The Loneliness of a Student-less School Building
The hallways of my middle school contain only the echoes of a teacher’s shoes clicking on the tile and the custodian cart being wheeled to the next room in need of a deep clean. It is the third day of an absent student body as nine hundred 6th, 7th, and 8th graders stay at home.
COVID-19 cases have spiked in our area, after several weeks of decreasing. Many thought we were past the crisis and looked forward to the return of normalcy but the virus has played a cruel form of resurrection and has put more distance between the memory of the way we used to live our lives and the new anxious normal.
In regards to the academic arena, colleges and high schools have seen the bulk of COVID cases. However, like a fog bank it has crept toward our school population through contact with the outside world and family members who have tested positive. It’s not as if our middle school, or other middle schools, have had riotous parties or heavily-attended school events. In our hybrid model class structure, the most heavily-attended school activity this year has been the lineup of cars with waiting parents ready to pick up their son or daughter after the 2:45 dismissal bell.
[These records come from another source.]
//! Pub/Sub topic and subscription
//!
//! The subscription delivers to Cloud Storage or BigQuery depending on
//! `stream.destination`; with no destination it is a plain pull subscription.

use crate::provider::{GcpProvider, require};
use stratoform_cloud::{
    CloudError, Instruction, Output, Properties, ResourceOptions, ResourceRef, Result, Stack,
    logical_name,
};

const TOPIC: &str = "gcp:pubsub:Topic";
const SUBSCRIPTION: &str = "gcp:pubsub:Subscription";
const ACK_DEADLINE_SECONDS: u32 = 20;

/// Where a subscription delivers messages
#[derive(Debug, Clone, Copy, PartialEq, Eq)]
pub enum Delivery {
    Pull,
    CloudStorage,
    BigQuery,
}

impl Delivery {
    pub fn parse(destination: &str) -> Result<Delivery> {
        match destination {
            "" => Ok(Delivery::Pull),
            "cloudstorage" => Ok(Delivery::CloudStorage),
            "bigquery" => Ok(Delivery::BigQuery),
            other => Err(CloudError::InvalidConfig(format!(
                "stream.destination must be cloudstorage or bigquery, got {:?}",
                other
            ))),
        }
    }
}

impl GcpProvider {
    pub(crate) fn register_pubsub(&mut self, stack: &mut Stack) -> Result<()> {
        let instruction = Instruction::CreateStream;
        let conf = &self.config.stream.pubsub_conf;
        let delivery = Delivery::parse(&self.config.stream.destination)?;

        let mut props = Properties::new();
        let mut deps: Vec<ResourceRef> = Vec::new();
        match delivery {
            Delivery::Pull => {}
            Delivery::CloudStorage => {
                let bucket = require(
                    &self.bucket,
                    instruction,
                    "a Cloud Storage bucket (createStorage)",
                )?;
                let storage = &conf.subscription.cloud_storage_conf;
                props.set(
                    "cloudStorageConfig",
                    Properties::new()
                        .with("bucket", bucket.id())
                        .with_non_empty("maxDuration", &storage.duration)
                        .with_non_empty("filenamePrefix", &storage.file_prefix),
                );
                deps.push(bucket);
            }
            Delivery::BigQuery => {
                let table = require(&self.table, instruction, "a BigQuery table (createDWH)")?;
                props.set(
                    "bigqueryConfig",
                    Properties::new()
                        .with(
                            "table",
                            Output::concat([
                                table.attr("project"),
                                Output::string("."),
                                table.attr("datasetId"),
                                Output::string("."),
                                table.attr("tableId"),
                            ]),
                        )
                        .with("useTableSchema", true),
                );
                deps.push(table);
            }
        }

        let topic = stack.register(
            TOPIC,
            &logical_name(&conf.topic.name),
            Properties::new().with("name", &conf.topic.name),
            ResourceOptions::new(),
        )?;
        deps.push(topic.clone());

        props.set("name", &conf.subscription.name);
        props.set("topic", topic.id());
        props.set("ackDeadlineSeconds", ACK_DEADLINE_SECONDS);

        let subscription = stack.register(
            SUBSCRIPTION,
            &logical_name(&conf.subscription.name),
            props,
            ResourceOptions::depends_on(&deps),
        )?;

        tracing::info!(
            topic = %conf.topic.name,
            subscription = %conf.subscription.name,
            delivery = ?delivery,
            "Pub/Sub stream registered"
        );
        self.topic = Some(topic);
        self.subscription = Some(subscription);
        Ok(())
    }
}
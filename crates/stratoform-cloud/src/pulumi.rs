//! pulumi CLI wrapper
//!
//! Runs the engine against a rendered program directory.

use crate::error::{CloudError, Result};
use std::collections::BTreeMap;
use std::path::{Path, PathBuf};
use std::process::Stdio;
use tokio::process::Command;

const DEFAULT_BINARY: &str = "pulumi";

/// pulumi CLI wrapper
pub struct Pulumi {
    binary: String,
    workdir: PathBuf,
    stack: String,
}

impl Pulumi {
    /// `workdir` is the directory holding the rendered `Pulumi.yaml`
    pub fn new(workdir: impl AsRef<Path>, stack: impl Into<String>) -> Self {
        Self {
            binary: DEFAULT_BINARY.to_string(),
            workdir: workdir.as_ref().to_path_buf(),
            stack: stack.into(),
        }
    }

    /// Use another executable in place of `pulumi`
    pub fn with_binary(mut self, binary: impl Into<String>) -> Self {
        self.binary = binary.into();
        self
    }

    pub fn stack(&self) -> &str {
        &self.stack
    }

    /// Check that the engine is installed; returns its version
    pub async fn check_installed(&self) -> Result<String> {
        let output = Command::new(&self.binary)
            .arg("version")
            .stdout(Stdio::piped())
            .stderr(Stdio::piped())
            .output()
            .await
            .map_err(|e| {
                CloudError::CommandFailed(format!("{} is not available: {}", self.binary, e))
            })?;

        if !output.status.success() {
            let stderr = String::from_utf8_lossy(&output.stderr);
            return Err(CloudError::CommandFailed(stderr.to_string()));
        }

        Ok(String::from_utf8_lossy(&output.stdout).trim().to_string())
    }

    /// Run a pulumi command in the program directory and return stdout
    async fn run_command(&self, args: &[&str]) -> Result<String> {
        let mut cmd = Command::new(&self.binary);
        cmd.args(args);
        cmd.arg("--stack").arg(&self.stack);
        cmd.arg("--non-interactive");
        cmd.current_dir(&self.workdir);
        cmd.stdout(Stdio::piped());
        cmd.stderr(Stdio::piped());

        tracing::debug!(
            "Running: {} {} --stack {} (in {})",
            self.binary,
            args.join(" "),
            self.stack,
            self.workdir.display()
        );

        let output = cmd.output().await?;

        if !output.status.success() {
            let stderr = String::from_utf8_lossy(&output.stderr);
            return Err(CloudError::CommandFailed(format!(
                "{} {}: {}",
                self.binary,
                args.join(" "),
                stderr.trim()
            )));
        }

        Ok(String::from_utf8_lossy(&output.stdout).to_string())
    }

    /// Select the stack, creating it when it does not exist yet
    pub async fn select_stack(&self) -> Result<()> {
        self.run_command(&["stack", "select", "--create"]).await?;
        Ok(())
    }

    /// Show the engine's preview
    pub async fn preview(&self) -> Result<String> {
        self.run_command(&["preview"]).await
    }

    /// Apply the program
    pub async fn up(&self) -> Result<String> {
        self.run_command(&["up", "--yes", "--skip-preview"]).await
    }

    /// Destroy every resource of the stack
    pub async fn destroy(&self) -> Result<String> {
        self.run_command(&["destroy", "--yes", "--skip-preview"]).await
    }

    /// Stack outputs as JSON values
    pub async fn outputs(&self) -> Result<BTreeMap<String, serde_json::Value>> {
        let output = self.run_command(&["stack", "output", "--json"]).await?;
        parse_outputs(&output)
    }
}

fn parse_outputs(output: &str) -> Result<BTreeMap<String, serde_json::Value>> {
    if output.trim().is_empty() {
        return Ok(BTreeMap::new());
    }
    Ok(serde_json::from_str(output)?)
}
use super::Context;
use colored::Colorize;
use std::collections::BTreeMap;
use stratoform_cloud::Pulumi;

pub async fn handle(ctx: &Context, live: bool) -> anyhow::Result<()> {
    let project = ctx.load_project()?;
    let stack_dir = project.stack_dir();

    let outputs = if live {
        Pulumi::new(stack_dir.program_dir(), &ctx.stack)
            .outputs()
            .await?
    } else {
        stack_dir.load().await?.outputs
    };

    if outputs.is_empty() {
        println!("{}", "No outputs recorded for this stack.".yellow());
        return Ok(());
    }
    print_outputs(&outputs);
    Ok(())
}

pub fn print_outputs(outputs: &BTreeMap<String, serde_json::Value>) {
    for (name, value) in outputs {
        let value = match value {
            serde_json::Value::String(s) => s.clone(),
            other => other.to_string(),
        };
        println!("  {}: {}", name.cyan(), value);
    }
}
The empty hallway is simply a ripple effect of what has happened. The silence is eerie. It’s loud in its exclamation of its reason. So many students whose faces I’m staring at on a screen are visibly disappointed. If nothing else positive comes out of this, perhaps it will bear credence to the importance of students and their teachers being together in a physical classroom. Maybe it will tell us how vital it is for teachers to be standing in the hallways and welcoming students as they arrive in the morning. Maybe it will trumpet the importance of presence.
Silent school hallways that are absent of the sound of lockers being opened and slammed shut, bursts of laughter, and the chatter of the young are signs of the dark tunnel we are walking through, hoping that there is the glimpse of light indicating a return to the normal.